▶ [Your task]: Word for word, set down every line of the entries below from the line with "std::env::var(LOG_FORMAT_ENV)" to the line with "filter = EnvFilter::try_from_default_env().unwrap_or_else(|_|", including both, and no other line.
------------------------------
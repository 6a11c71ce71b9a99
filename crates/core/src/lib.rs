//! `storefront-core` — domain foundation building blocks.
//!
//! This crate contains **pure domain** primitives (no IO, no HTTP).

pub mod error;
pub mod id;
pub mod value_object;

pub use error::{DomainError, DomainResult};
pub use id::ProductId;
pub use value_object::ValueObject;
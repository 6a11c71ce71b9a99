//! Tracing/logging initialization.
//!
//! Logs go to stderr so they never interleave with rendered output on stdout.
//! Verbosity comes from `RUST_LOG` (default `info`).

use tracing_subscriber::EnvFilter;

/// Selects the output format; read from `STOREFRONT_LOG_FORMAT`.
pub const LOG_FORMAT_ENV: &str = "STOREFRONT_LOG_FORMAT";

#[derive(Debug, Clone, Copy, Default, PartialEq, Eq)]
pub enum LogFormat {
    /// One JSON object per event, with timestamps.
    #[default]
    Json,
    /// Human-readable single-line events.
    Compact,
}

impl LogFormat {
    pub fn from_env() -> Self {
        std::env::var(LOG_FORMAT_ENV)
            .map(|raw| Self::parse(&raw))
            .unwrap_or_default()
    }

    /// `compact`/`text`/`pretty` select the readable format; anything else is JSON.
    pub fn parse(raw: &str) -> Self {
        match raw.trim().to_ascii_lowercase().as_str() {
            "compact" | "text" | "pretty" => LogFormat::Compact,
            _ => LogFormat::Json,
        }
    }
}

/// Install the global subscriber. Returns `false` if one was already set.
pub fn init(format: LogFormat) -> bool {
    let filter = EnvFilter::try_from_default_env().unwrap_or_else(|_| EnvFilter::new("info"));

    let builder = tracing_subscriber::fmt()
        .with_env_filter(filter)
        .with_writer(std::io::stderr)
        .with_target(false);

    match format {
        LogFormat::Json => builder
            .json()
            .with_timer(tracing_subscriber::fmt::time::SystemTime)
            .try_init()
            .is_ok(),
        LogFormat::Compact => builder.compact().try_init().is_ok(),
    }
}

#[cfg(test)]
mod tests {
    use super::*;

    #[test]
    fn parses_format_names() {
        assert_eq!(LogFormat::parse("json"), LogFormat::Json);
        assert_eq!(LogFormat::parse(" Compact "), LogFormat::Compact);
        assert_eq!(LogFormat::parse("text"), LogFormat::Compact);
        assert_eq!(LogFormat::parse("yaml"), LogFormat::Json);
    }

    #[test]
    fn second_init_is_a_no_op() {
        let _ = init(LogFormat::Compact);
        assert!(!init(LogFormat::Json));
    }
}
------------------------------
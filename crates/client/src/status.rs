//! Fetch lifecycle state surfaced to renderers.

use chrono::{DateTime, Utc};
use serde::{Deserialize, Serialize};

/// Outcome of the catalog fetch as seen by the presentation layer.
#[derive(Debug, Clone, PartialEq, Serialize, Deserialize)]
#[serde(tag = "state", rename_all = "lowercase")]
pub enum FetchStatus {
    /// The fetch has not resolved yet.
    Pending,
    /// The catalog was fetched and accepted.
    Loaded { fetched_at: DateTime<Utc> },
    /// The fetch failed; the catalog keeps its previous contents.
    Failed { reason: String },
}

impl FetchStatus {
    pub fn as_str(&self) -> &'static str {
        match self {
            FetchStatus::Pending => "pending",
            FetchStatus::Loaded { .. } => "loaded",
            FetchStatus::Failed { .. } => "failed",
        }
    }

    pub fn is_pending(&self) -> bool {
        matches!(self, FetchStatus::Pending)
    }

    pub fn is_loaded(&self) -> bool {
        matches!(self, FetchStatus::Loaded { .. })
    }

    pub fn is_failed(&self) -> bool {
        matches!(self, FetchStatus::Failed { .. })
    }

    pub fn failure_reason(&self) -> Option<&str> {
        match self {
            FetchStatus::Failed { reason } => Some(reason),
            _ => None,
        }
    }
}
------------------------------
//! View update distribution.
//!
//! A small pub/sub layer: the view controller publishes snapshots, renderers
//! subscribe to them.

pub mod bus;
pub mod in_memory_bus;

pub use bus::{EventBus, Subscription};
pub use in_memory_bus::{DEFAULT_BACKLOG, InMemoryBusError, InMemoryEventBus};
------------------------------
▶ [Expected answer]:
        std::env::var(LOG_FORMAT_ENV)
            .map(|raw| Self::parse(&raw))
            .unwrap_or_default()
    }

    /// `compact`/`text`/`pretty` select the readable format; anything else is JSON.
    pub fn parse(raw: &str) -> Self {
        match raw.trim().to_ascii_lowercase().as_str() {
            "compact" | "text" | "pretty" => LogFormat::Compact,
            _ => LogFormat::Json,
        }
    }
}

/// Install the global subscriber. Returns `false` if one was already set.
pub fn init(format: LogFormat) -> bool {
    let filter = EnvFilter::try_from_default_env().unwrap_or_else(|_| EnvFilter::new("info"));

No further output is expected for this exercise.